Moreover, the monolayer generated in the “in-3D” culture on the nanograss was accompanied by cell height increase and cell sheet buckling (Fig. 4b), which presumably reflected the remaining restrictive effect of substrate nanotopography, which was not counterbalanced by Matrigel supplementation. These findings agree with the predictions of the previously proposed hypothesis on cell confinement and buckling - when an epithelium is confined to an area smaller than the area dictated by its mechanical equilibrium, it can relieve the stress either by be homogeneously compressed with cell height increase or buckle31,32. In addition, cell height increase was also observed in T84 cells on the nanograss (Supplementary Fig. S5). Similar “restricted expansion” induced cell height increase has also been long been proposed to be involved in the lens placode formation27,28, in which matrix-mediated adhesion between the ectoderm and the underlying optic vesicle restricted the expansion of the ectoderm and continued cell proliferation results in thickening of the head ectoderm to form the placode. We propose that substrate nanotopography in the “in-3D” culture, in some regards, may recapitulate the interface between the ectoderm and the optic vesicle and contributed to the cell height increase and cell sheet folding. Because the prevention of cell spreading can cause cell death in some cases33,34, we speculate that the regain of certain viability of MDCK-II cells on the nanograss in the “in-3D” culture is also due to a partial relaxation of the restriction. However, the remaining restriction is still sufficient to promote spheroids formation of MDCK-II cells. Although MDCK-II cells in the prolonged “in-3D” culture on the flat substrates also formed lumens, these lumens were generated by epithelium buckling and wrapping under the condition of high confluency of cells (Fig. 3d). This difference in the mechanism of lumen formation further explained why MDCK-II featured different polarities in the “in-3D” culture on the nanograss and flat substrates.

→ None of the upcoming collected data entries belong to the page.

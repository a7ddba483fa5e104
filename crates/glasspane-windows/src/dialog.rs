//! Modal prompts behind the "Open" entries of the context menu.

use std::path::PathBuf;

use windows::Win32::Foundation::{HGLOBAL, HWND};
use windows::Win32::System::DataExchange::{
    CloseClipboard, GetClipboardData, IsClipboardFormatAvailable, OpenClipboard,
};
use windows::Win32::System::Memory::{GlobalLock, GlobalUnlock};
use windows::Win32::System::Ole::CF_UNICODETEXT;
use windows::Win32::UI::WindowsAndMessaging::{
    IDYES, MB_ICONINFORMATION, MB_ICONQUESTION, MB_OK, MB_YESNO, MessageBoxW,
};
use windows::core::{HSTRING, w};

/// Shows the system "Open" dialog filtered to HTML files.
///
/// The path comes back as the shell produced it, with no lossy string
/// conversion on the way.
pub fn open_html_file() -> Option<PathBuf> {
    rfd::FileDialog::new()
        .set_title("Open HTML File")
        .add_filter("HTML Files", &["html", "htm"])
        .add_filter("All Files", &["*"])
        .pick_file()
}

/// Offers the URL currently on the clipboard and returns it if the user
/// confirms.
///
/// Only the first non-blank line is offered. An empty clipboard shows a
/// hint and counts as cancel.
pub fn url_from_clipboard(owner: HWND) -> Option<String> {
    let text = clipboard_text(owner).unwrap_or_default();
    let Some(candidate) = url_candidate(&text) else {
        // SAFETY: modal message box owned by the overlay.
        unsafe {
            MessageBoxW(
                Some(owner),
                w!("Copy a URL to the clipboard, then choose Open URL... again."),
                w!("Open URL"),
                MB_OK | MB_ICONINFORMATION,
            );
        }
        return None;
    };

    // SAFETY: modal message box owned by the overlay.
    let answer = unsafe {
        MessageBoxW(
            Some(owner),
            &HSTRING::from(format!("Open {candidate}?")),
            w!("Open URL"),
            MB_YESNO | MB_ICONQUESTION,
        )
    };
    (answer == IDYES).then(|| candidate.to_string())
}

fn clipboard_text(owner: HWND) -> Option<String> {
    let format = u32::from(CF_UNICODETEXT.0);

    // SAFETY: the clipboard is opened and closed here, and the global
    // memory is only read between lock and unlock.
    unsafe {
        IsClipboardFormatAvailable(format).ok()?;
        OpenClipboard(Some(owner)).ok()?;
        let text = GetClipboardData(format).ok().and_then(|handle| {
            let memory = HGLOBAL(handle.0);
            let ptr = GlobalLock(memory) as *const u16;
            if ptr.is_null() {
                return None;
            }
            let len = (0usize..).take_while(|&i| *ptr.add(i) != 0).count();
            let text = String::from_utf16_lossy(std::slice::from_raw_parts(ptr, len));
            let _ = GlobalUnlock(memory);
            Some(text)
        });
        let _ = CloseClipboard();
        text
    }
}

/// The first non-blank line of clipboard text.
fn url_candidate(text: &str) -> Option<&str> {
    text.lines().map(str::trim).find(|line| !line.is_empty())
}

The Calu-3 cell line is a well-differentiated and characterized epithelial cell line, derived from metastatic site of human bronchial submucosal gland35. Previous report has shown that several other bronchial epithelial cell types could also develop into spheroids without lumens in the 3D Matrigel culture36. Calu-3 cells cultured on the nanograss without Matrigel supplement in the present study displayed two major morphologies: spheroids with lumens, and without lumens (Fig. 2), of which showed positive staining of caspase-3 (Supplementary Fig. S2). Whether all those concrete spheroids will finally develop a hollow lumen is unclear. We further attempted to reverse the polarity of the Calu-3 spheroids generated on the nanograss using a Matrigel overlay assay which was previously used to reverse the polarity of MDCK cysts formed in suspension culture17. A little unexpectedly, the polarity of the spheroids remained unchanged after 3 day Matrigel overlay (Supplementary Fig. S9). Considering that the “in-3D” culture also did not induce Calu-3 lumen formation on the flat substrates, we are not clear about the exact role of the chemical cues provided by Matrigel in the lumen formation and polarity establishment for Calu-3 cells.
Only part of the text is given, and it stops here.